What the task requires
A verbatim reproduction of every entry is the expected answer.

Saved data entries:
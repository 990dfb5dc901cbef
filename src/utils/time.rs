use std::time::SystemTime;
use std::time::UNIX_EPOCH;

/// Milliseconds since the unix epoch, as carried by `Stat::ctime`/`Stat::mtime`
pub(crate) fn now_millis() -> i64 {
    SystemTime::now()
        .duration_since(UNIX_EPOCH)
        .map(|d| d.as_millis() as i64)
        .unwrap_or_default()
}
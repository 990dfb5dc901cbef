//! Mirror Engine Error Hierarchy
//!
//! Errors are split by where they originate: caller input (paths, arguments),
//! mirror lookups, and the remote coordination service.

use config::ConfigError;

#[doc(hidden)]
pub type Result<T> = std::result::Result<T, Error>;

#[derive(Debug, thiserror::Error)]
pub enum Error {
    /// Path failed validation before any remote call was issued
    #[error("Invalid path {path:?}: {reason}")]
    InvalidPath { path: String, reason: &'static str },

    /// Well-formed request that the engine refuses to execute
    #[error("Invalid argument: {0}")]
    InvalidArgument(String),

    /// Path is not present (in the mirror for reads, remotely for writes)
    #[error("Node not found: {0}")]
    NotFound(String),

    /// Conditional write rejected because the remote version moved on
    #[error("Version conflict on {path}: expected {expected}, actual {actual}")]
    VersionConflict {
        path: String,
        expected: i32,
        actual: i32,
    },

    /// `watch()` was engaged more than once on the same engine
    #[error("Mirror is already watching")]
    AlreadyWatching,

    /// Session is gone for good; the mirror has been invalidated
    #[error("Session expired")]
    SessionExpired,

    /// Remaining remote failures
    #[error(transparent)]
    Remote(RemoteError),

    /// Configuration loading or validation failures
    #[error(transparent)]
    Config(#[from] ConfigError),

    /// Retry policy exhaustion
    #[error("Retry exhausted after {attempts} attempts: {last}")]
    RetryExhausted { attempts: usize, last: Box<Error> },

    /// Retry attempt exceeded its timeout
    #[error("Retry attempt timed out")]
    RetryTimeout,

    /// Unrecoverable failures of the dispatch worker
    #[error("Fatal error: {0}")]
    Fatal(String),
}

/// Failures reported by the remote coordination service
#[derive(Debug, Clone, PartialEq, Eq, thiserror::Error)]
pub enum RemoteError {
    #[error("No node at {0}")]
    NoNode(String),

    #[error("Node already exists at {0}")]
    NodeExists(String),

    #[error("Node {0} has children")]
    NotEmpty(String),

    #[error("Bad version for {path}: expected {expected}, actual {actual}")]
    BadVersion {
        path: String,
        expected: i32,
        actual: i32,
    },

    #[error("Ephemeral node {0} cannot have children")]
    NoChildrenForEphemerals(String),

    #[error("Bad arguments: {0}")]
    BadArguments(String),

    /// Transient; the call may be retried
    #[error("Connection loss")]
    ConnectionLoss,

    #[error("Session expired")]
    SessionExpired,
}

impl RemoteError {
    /// Whether a retry of the same call can succeed
    pub fn is_retryable(&self) -> bool {
        matches!(self, RemoteError::ConnectionLoss)
    }
}

impl From<RemoteError> for Error {
    fn from(e: RemoteError) -> Self {
        match e {
            RemoteError::NoNode(path) => Error::NotFound(path),
            RemoteError::BadVersion {
                path,
                expected,
                actual,
            } => Error::VersionConflict {
                path,
                expected,
                actual,
            },
            RemoteError::SessionExpired => Error::SessionExpired,
            other => Error::Remote(other),
        }
    }
}

impl Error {
    /// Transient failures worth another attempt under a backoff policy
    pub fn is_retryable(&self) -> bool {
        match self {
            Error::Remote(e) => e.is_retryable(),
            Error::RetryTimeout => true,
            _ => false,
        }
    }
}
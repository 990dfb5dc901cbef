//! Mirror change events and the per-engine listener registry.

use std::fmt;
use std::sync::Arc;

use parking_lot::RwLock;
use tracing::trace;

#[derive(Debug, Clone, Copy, PartialEq, Eq, Hash)]
pub enum EventType {
    /// Node became known to the mirror
    Add,
    /// Node payload or version changed
    Update,
    /// Node left the mirror
    Delete,
}

impl fmt::Display for EventType {
    fn fmt(
        &self,
        f: &mut fmt::Formatter<'_>,
    ) -> fmt::Result {
        let name = match self {
            EventType::Add => "add",
            EventType::Update => "update",
            EventType::Delete => "delete",
        };
        f.write_str(name)
    }
}

/// Immutable change record emitted by the dispatcher
#[derive(Debug, Clone, PartialEq, Eq, Hash)]
pub struct Event {
    pub event_type: EventType,
    pub path: String,
}

impl Event {
    pub fn add(path: impl Into<String>) -> Self {
        Self {
            event_type: EventType::Add,
            path: path.into(),
        }
    }

    pub fn update(path: impl Into<String>) -> Self {
        Self {
            event_type: EventType::Update,
            path: path.into(),
        }
    }

    pub fn delete(path: impl Into<String>) -> Self {
        Self {
            event_type: EventType::Delete,
            path: path.into(),
        }
    }
}

/// Receives mirror events in the single global delivery order.
///
/// Callbacks run on the dispatch worker. A listener that blocks stalls all
/// further mirror convergence.
pub trait Listener: Send + Sync {
    fn process(
        &self,
        event: &Event,
    );

    /// Called once when the session expires and the mirror is invalidated
    fn session_expired(&self) {}
}

impl<F> Listener for F
where
    F: Fn(&Event) + Send + Sync,
{
    fn process(
        &self,
        event: &Event,
    ) {
        self(event)
    }
}

/// Listener registry owned by one engine
#[derive(Default)]
pub(crate) struct EventBus {
    listeners: RwLock<Vec<Arc<dyn Listener>>>,
}

impl fmt::Debug for EventBus {
    fn fmt(
        &self,
        f: &mut fmt::Formatter<'_>,
    ) -> fmt::Result {
        f.debug_struct("EventBus")
            .field("listeners", &self.listeners.read().len())
            .finish()
    }
}

impl EventBus {
    pub(crate) fn register(
        &self,
        listener: Arc<dyn Listener>,
    ) {
        self.listeners.write().push(listener);
    }

    pub(crate) fn listener_count(&self) -> usize {
        self.listeners.read().len()
    }

    /// Fans `event` out to every listener, in registration order.
    pub(crate) fn publish(
        &self,
        event: Event,
    ) {
        // Snapshot so listeners may register further listeners
        let listeners = self.listeners.read().clone();
        trace!(event_type = %event.event_type, path = %event.path, listeners = listeners.len(), "Event published");
        for listener in listeners {
            listener.process(&event);
        }
    }

    pub(crate) fn publish_session_expired(&self) {
        let listeners = self.listeners.read().clone();
        for listener in listeners {
            listener.session_expired();
        }
    }
}
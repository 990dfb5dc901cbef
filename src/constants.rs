// -
// Namespace layout

/// Root of every namespace; never deleted
pub const ROOT_PATH: &str = "/";

pub(crate) const PATH_SEPARATOR: char = '/';

/// Reserved nodes present in a freshly initialized namespace
pub const RESERVED_PATH: &str = "/zookeeper";
pub const RESERVED_QUOTA_PATH: &str = "/zookeeper/quota";

/// Width of the zero-padded suffix appended to sequential nodes
pub(crate) const SEQUENTIAL_SUFFIX_WIDTH: usize = 10;

/// Owner id carried by persistent nodes
pub(crate) const PERSISTENT_OWNER: i64 = 0;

Exercise response
repository 990dfb5dc901cbef
filename src/utils/time.rs
use std::time::SystemTime;
use std::time::UNIX_EPOCH;

/// Milliseconds since the unix epoch, as carried by `Stat::ctime`/`Stat::mtime`
pub(crate) fn now_millis() -> i64 {
    SystemTime::now()
        .duration_since(UNIX_EPOCH)
        .map(|d| d.as_millis() as i64)
        .unwrap_or_default()
}
repository 990dfb5dc901cbef
//! Mirror Engine Error Hierarchy
//!
//! Errors are split by where they originate: caller input (paths, arguments),
//! mirror lookups, and the remote coordination service.

use config::ConfigError;

#[doc(hidden)]
pub type Result<T> = std::result::Result<T, Error>;

#[derive(Debug, thiserror::Error)]
pub enum Error {
    /// Path failed validation before any remote call was issued
    #[error("Invalid path {path:?}: {reason}")]
    InvalidPath { path: String, reason: &'static str },

    /// Well-formed request that the engine refuses to execute
    #[error("Invalid argument: {0}")]
    InvalidArgument(String),

    /// Path is not present (in the mirror for reads, remotely for writes)
    #[error("Node not found: {0}")]
    NotFound(String),

    /// Conditional write rejected because the remote version moved on
    #[error("Version conflict on {path}: expected {expected}, actual {actual}")]
    VersionConflict {
        path: String,
        expected: i32,
        actual: i32,
    },

    /// `watch()` was engaged more than once on the same engine
    #[error("Mirror is already watching")]
    AlreadyWatching,

    /// Session is gone for good; the mirror has been invalidated
    #[error("Session expired")]
    SessionExpired,

    /// Remaining remote failures
    #[error(transparent)]
    Remote(RemoteError),

    /// Configuration loading or validation failures
    #[error(transparent)]
    Config(#[from] ConfigError),

    /// Retry policy exhaustion
    #[error("Retry exhausted after {attempts} attempts: {last}")]
    RetryExhausted { attempts: usize, last: Box<Error> },

    /// Retry attempt exceeded its timeout
    #[error("Retry attempt timed out")]
    RetryTimeout,

    /// Unrecoverable failures of the dispatch worker
    #[error("Fatal error: {0}")]
    Fatal(String),
}

/// Failures reported by the remote coordination service
#[derive(Debug, Clone, PartialEq, Eq, thiserror::Error)]
pub enum RemoteError {
    #[error("No node at {0}")]
    NoNode(String),

    #[error("Node already exists at {0}")]
    NodeExists(String),

    #[error("Node {0} has children")]
    NotEmpty(String),

    #[error("Bad version for {path}: expected {expected}, actual {actual}")]
    BadVersion {
        path: String,
        expected: i32,
        actual: i32,
    },

    #[error("Ephemeral node {0} cannot have children")]
    NoChildrenForEphemerals(String),

    #[error("Bad arguments: {0}")]
    BadArguments(String),

    /// Transient; the call may be retried
    #[error("Connection loss")]
    ConnectionLoss,

    #[error("Session expired")]
    SessionExpired,
}

impl RemoteError {
    /// Whether a retry of the same call can succeed
    pub fn is_retryable(&self) -> bool {
        matches!(self, RemoteError::ConnectionLoss)
    }
}

impl From<RemoteError> for Error {
    fn from(e: RemoteError) -> Self {
        match e {
            RemoteError::NoNode(path) => Error::NotFound(path),
            RemoteError::BadVersion {
                path,
                expected,
                actual,
            } => Error::VersionConflict {
                path,
                expected,
                actual,
            },
            RemoteError::SessionExpired => Error::SessionExpired,
            other => Error::Remote(other),
        }
    }
}

impl Error {
    /// Transient failures worth another attempt under a backoff policy
    pub fn is_retryable(&self) -> bool {
        match self {
            Error::Remote(e) => e.is_retryable(),
            Error::RetryTimeout => true,
            _ => false,
        }
    }
}
repository 990dfb5dc901cbef
//! Mirror change events and the per-engine listener registry.

use std::fmt;
use std::sync::Arc;

use parking_lot::RwLock;
use tracing::trace;

#[derive(Debug, Clone, Copy, PartialEq, Eq, Hash)]
pub enum EventType {
    /// Node became known to the mirror
    Add,
    /// Node payload or version changed
    Update,
    /// Node left the mirror
    Delete,
}

impl fmt::Display for EventType {
    fn fmt(
        &self,
        f: &mut fmt::Formatter<'_>,
    ) -> fmt::Result {
        let name = match self {
            EventType::Add => "add",
            EventType::Update => "update",
            EventType::Delete => "delete",
        };
        f.write_str(name)
    }
}

/// Immutable change record emitted by the dispatcher
#[derive(Debug, Clone, PartialEq, Eq, Hash)]
pub struct Event {
    pub event_type: EventType,
    pub path: String,
}

impl Event {
    pub fn add(path: impl Into<String>) -> Self {
        Self {
            event_type: EventType::Add,
            path: path.into(),
        }
    }

    pub fn update(path: impl Into<String>) -> Self {
        Self {
            event_type: EventType::Update,
            path: path.into(),
        }
    }

    pub fn delete(path: impl Into<String>) -> Self {
        Self {
            event_type: EventType::Delete,
            path: path.into(),
        }
    }
}

/// Receives mirror events in the single global delivery order.
///
/// Callbacks run on the dispatch worker. A listener that blocks stalls all
/// further mirror convergence.
pub trait Listener: Send + Sync {
    fn process(
        &self,
        event: &Event,
    );

    /// Called once when the session expires and the mirror is invalidated
    fn session_expired(&self) {}
}

impl<F> Listener for F
where
    F: Fn(&Event) + Send + Sync,
{
    fn process(
        &self,
        event: &Event,
    ) {
        self(event)
    }
}

/// Listener registry owned by one engine
#[derive(Default)]
pub(crate) struct EventBus {
    listeners: RwLock<Vec<Arc<dyn Listener>>>,
}

impl fmt::Debug for EventBus {
    fn fmt(
        &self,
        f: &mut fmt::Formatter<'_>,
    ) -> fmt::Result {
        f.debug_struct("EventBus")
            .field("listeners", &self.listeners.read().len())
            .finish()
    }
}

impl EventBus {
    pub(crate) fn register(
        &self,
        listener: Arc<dyn Listener>,
    ) {
        self.listeners.write().push(listener);
    }

    pub(crate) fn listener_count(&self) -> usize {
        self.listeners.read().len()
    }

    /// Fans `event` out to every listener, in registration order.
    pub(crate) fn publish(
        &self,
        event: Event,
    ) {
        // Snapshot so listeners may register further listeners
        let listeners = self.listeners.read().clone();
        trace!(event_type = %event.event_type, path = %event.path, listeners = listeners.len(), "Event published");
        for listener in listeners {
            listener.process(&event);
        }
    }

    pub(crate) fn publish_session_expired(&self) {
        let listeners = self.listeners.read().clone();
        for listener in listeners {
            listener.session_expired();
        }
    }
}
repository 990dfb5dc901cbef
filename src/constants.rs
// -
// Namespace layout

/// Root of every namespace; never deleted
pub const ROOT_PATH: &str = "/";

pub(crate) const PATH_SEPARATOR: char = '/';

/// Reserved nodes present in a freshly initialized namespace
pub const RESERVED_PATH: &str = "/zookeeper";
pub const RESERVED_QUOTA_PATH: &str = "/zookeeper/quota";

/// Width of the zero-padded suffix appended to sequential nodes
pub(crate) const SEQUENTIAL_SUFFIX_WIDTH: usize = 10;

/// Owner id carried by persistent nodes
pub(crate) const PERSISTENT_OWNER: i64 = 0;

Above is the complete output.